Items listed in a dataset

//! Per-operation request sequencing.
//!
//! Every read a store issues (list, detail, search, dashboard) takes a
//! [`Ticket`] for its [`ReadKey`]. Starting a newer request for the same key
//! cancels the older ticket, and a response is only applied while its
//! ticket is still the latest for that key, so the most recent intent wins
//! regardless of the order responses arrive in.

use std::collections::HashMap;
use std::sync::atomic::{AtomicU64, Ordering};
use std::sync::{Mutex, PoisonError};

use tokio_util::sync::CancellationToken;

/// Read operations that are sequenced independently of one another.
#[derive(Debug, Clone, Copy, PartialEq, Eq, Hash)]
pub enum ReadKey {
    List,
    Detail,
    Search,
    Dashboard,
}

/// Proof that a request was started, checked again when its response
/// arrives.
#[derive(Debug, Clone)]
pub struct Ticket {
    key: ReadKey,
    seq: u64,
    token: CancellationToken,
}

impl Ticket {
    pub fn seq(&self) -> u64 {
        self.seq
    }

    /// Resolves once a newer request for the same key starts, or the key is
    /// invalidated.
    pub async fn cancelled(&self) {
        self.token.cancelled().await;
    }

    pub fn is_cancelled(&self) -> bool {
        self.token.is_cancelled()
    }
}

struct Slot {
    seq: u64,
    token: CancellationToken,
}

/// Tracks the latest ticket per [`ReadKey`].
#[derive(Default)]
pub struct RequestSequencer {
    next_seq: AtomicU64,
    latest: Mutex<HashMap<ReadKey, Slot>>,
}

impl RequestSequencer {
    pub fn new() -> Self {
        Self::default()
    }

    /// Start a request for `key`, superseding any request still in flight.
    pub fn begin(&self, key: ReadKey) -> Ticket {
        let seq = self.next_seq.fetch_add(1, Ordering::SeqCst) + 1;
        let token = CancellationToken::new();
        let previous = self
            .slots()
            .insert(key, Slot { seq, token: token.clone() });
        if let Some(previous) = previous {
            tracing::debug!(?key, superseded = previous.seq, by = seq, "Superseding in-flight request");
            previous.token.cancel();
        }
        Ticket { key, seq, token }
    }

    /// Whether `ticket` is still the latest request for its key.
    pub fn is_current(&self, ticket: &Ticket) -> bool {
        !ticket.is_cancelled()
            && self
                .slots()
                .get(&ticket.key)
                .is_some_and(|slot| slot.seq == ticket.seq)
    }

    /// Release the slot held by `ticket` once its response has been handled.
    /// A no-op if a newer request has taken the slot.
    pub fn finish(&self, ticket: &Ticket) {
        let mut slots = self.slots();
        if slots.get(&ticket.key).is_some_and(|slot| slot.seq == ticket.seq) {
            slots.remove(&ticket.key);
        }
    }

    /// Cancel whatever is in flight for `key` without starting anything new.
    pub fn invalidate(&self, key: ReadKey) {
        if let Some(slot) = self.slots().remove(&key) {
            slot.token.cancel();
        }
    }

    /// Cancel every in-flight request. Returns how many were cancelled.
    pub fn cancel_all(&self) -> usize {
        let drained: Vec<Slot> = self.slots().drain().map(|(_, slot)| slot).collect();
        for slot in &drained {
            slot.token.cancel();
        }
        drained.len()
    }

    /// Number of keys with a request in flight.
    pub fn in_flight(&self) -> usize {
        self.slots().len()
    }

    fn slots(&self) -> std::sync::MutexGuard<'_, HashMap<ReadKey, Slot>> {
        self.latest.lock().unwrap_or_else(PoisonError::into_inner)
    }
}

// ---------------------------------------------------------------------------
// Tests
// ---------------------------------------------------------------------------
==
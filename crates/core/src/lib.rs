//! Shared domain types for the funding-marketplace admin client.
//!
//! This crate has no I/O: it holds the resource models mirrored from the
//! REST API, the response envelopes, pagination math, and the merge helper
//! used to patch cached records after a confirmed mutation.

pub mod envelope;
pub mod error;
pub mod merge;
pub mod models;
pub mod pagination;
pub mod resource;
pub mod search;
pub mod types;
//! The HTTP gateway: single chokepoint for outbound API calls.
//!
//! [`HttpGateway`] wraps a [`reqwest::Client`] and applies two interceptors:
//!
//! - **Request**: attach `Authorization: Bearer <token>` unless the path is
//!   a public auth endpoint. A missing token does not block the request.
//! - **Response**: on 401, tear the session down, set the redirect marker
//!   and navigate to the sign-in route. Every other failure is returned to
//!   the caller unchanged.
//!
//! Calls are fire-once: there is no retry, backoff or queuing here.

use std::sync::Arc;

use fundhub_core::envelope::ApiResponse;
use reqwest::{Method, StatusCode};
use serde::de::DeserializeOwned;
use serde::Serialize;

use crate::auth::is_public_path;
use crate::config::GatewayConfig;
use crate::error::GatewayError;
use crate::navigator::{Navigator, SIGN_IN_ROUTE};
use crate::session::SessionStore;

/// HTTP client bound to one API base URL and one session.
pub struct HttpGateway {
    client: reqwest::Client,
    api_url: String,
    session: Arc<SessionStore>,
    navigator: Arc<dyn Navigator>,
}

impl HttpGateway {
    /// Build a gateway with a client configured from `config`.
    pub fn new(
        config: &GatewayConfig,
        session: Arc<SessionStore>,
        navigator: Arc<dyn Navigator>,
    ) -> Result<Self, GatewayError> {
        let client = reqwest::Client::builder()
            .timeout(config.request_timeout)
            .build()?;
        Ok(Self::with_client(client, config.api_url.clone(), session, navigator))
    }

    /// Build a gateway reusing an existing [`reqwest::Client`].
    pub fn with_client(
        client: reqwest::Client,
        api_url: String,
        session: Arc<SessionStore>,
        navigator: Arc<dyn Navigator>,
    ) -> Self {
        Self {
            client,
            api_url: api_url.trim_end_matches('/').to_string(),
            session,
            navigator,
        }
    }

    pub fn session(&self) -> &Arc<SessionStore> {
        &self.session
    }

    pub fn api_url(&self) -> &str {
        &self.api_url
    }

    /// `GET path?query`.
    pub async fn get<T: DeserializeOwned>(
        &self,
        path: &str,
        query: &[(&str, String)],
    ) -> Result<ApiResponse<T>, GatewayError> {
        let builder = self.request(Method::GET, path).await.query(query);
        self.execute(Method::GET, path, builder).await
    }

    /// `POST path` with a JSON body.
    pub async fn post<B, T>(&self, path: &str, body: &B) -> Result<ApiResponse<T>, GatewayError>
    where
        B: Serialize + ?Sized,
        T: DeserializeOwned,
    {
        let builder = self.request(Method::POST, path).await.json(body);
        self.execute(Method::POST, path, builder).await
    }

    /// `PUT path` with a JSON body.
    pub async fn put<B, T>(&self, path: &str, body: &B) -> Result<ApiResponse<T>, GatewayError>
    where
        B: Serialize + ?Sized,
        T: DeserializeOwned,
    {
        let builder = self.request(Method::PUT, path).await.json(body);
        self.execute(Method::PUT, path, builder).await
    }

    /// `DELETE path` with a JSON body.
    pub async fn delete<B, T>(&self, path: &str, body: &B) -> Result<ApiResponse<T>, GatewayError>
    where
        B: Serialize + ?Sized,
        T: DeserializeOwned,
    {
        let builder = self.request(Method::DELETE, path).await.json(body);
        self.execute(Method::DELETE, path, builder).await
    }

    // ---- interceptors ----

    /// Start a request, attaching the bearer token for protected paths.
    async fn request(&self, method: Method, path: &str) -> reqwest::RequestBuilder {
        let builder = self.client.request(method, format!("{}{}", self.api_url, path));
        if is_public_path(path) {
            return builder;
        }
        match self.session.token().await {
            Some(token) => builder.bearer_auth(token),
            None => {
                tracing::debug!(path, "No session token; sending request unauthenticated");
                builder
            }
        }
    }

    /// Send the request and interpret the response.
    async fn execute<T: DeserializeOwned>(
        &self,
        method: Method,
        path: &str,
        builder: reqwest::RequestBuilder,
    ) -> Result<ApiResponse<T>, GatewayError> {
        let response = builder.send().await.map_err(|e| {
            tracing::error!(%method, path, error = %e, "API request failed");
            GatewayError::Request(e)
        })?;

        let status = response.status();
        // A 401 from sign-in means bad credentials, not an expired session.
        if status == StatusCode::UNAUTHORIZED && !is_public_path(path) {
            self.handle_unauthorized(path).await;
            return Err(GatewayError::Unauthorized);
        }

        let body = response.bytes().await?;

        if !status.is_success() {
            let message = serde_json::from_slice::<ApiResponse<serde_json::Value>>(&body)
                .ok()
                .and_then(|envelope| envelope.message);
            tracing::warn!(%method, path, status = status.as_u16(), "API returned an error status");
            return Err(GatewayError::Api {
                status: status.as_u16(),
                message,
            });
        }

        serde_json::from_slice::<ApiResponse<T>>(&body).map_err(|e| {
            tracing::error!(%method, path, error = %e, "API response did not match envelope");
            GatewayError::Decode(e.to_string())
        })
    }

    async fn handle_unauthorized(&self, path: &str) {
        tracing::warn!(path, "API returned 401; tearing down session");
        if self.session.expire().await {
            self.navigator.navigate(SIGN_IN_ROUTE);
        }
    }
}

> What the exercise asks
Check all the records above and select each line where the string "once" is found.

> Solution to this problem
    /// Resolves once a newer request for the same key starts, or the key is
    /// Release the slot held by `ticket` once its response has been handled.
//! Calls are fire-once: there is no retry, backoff or queuing here.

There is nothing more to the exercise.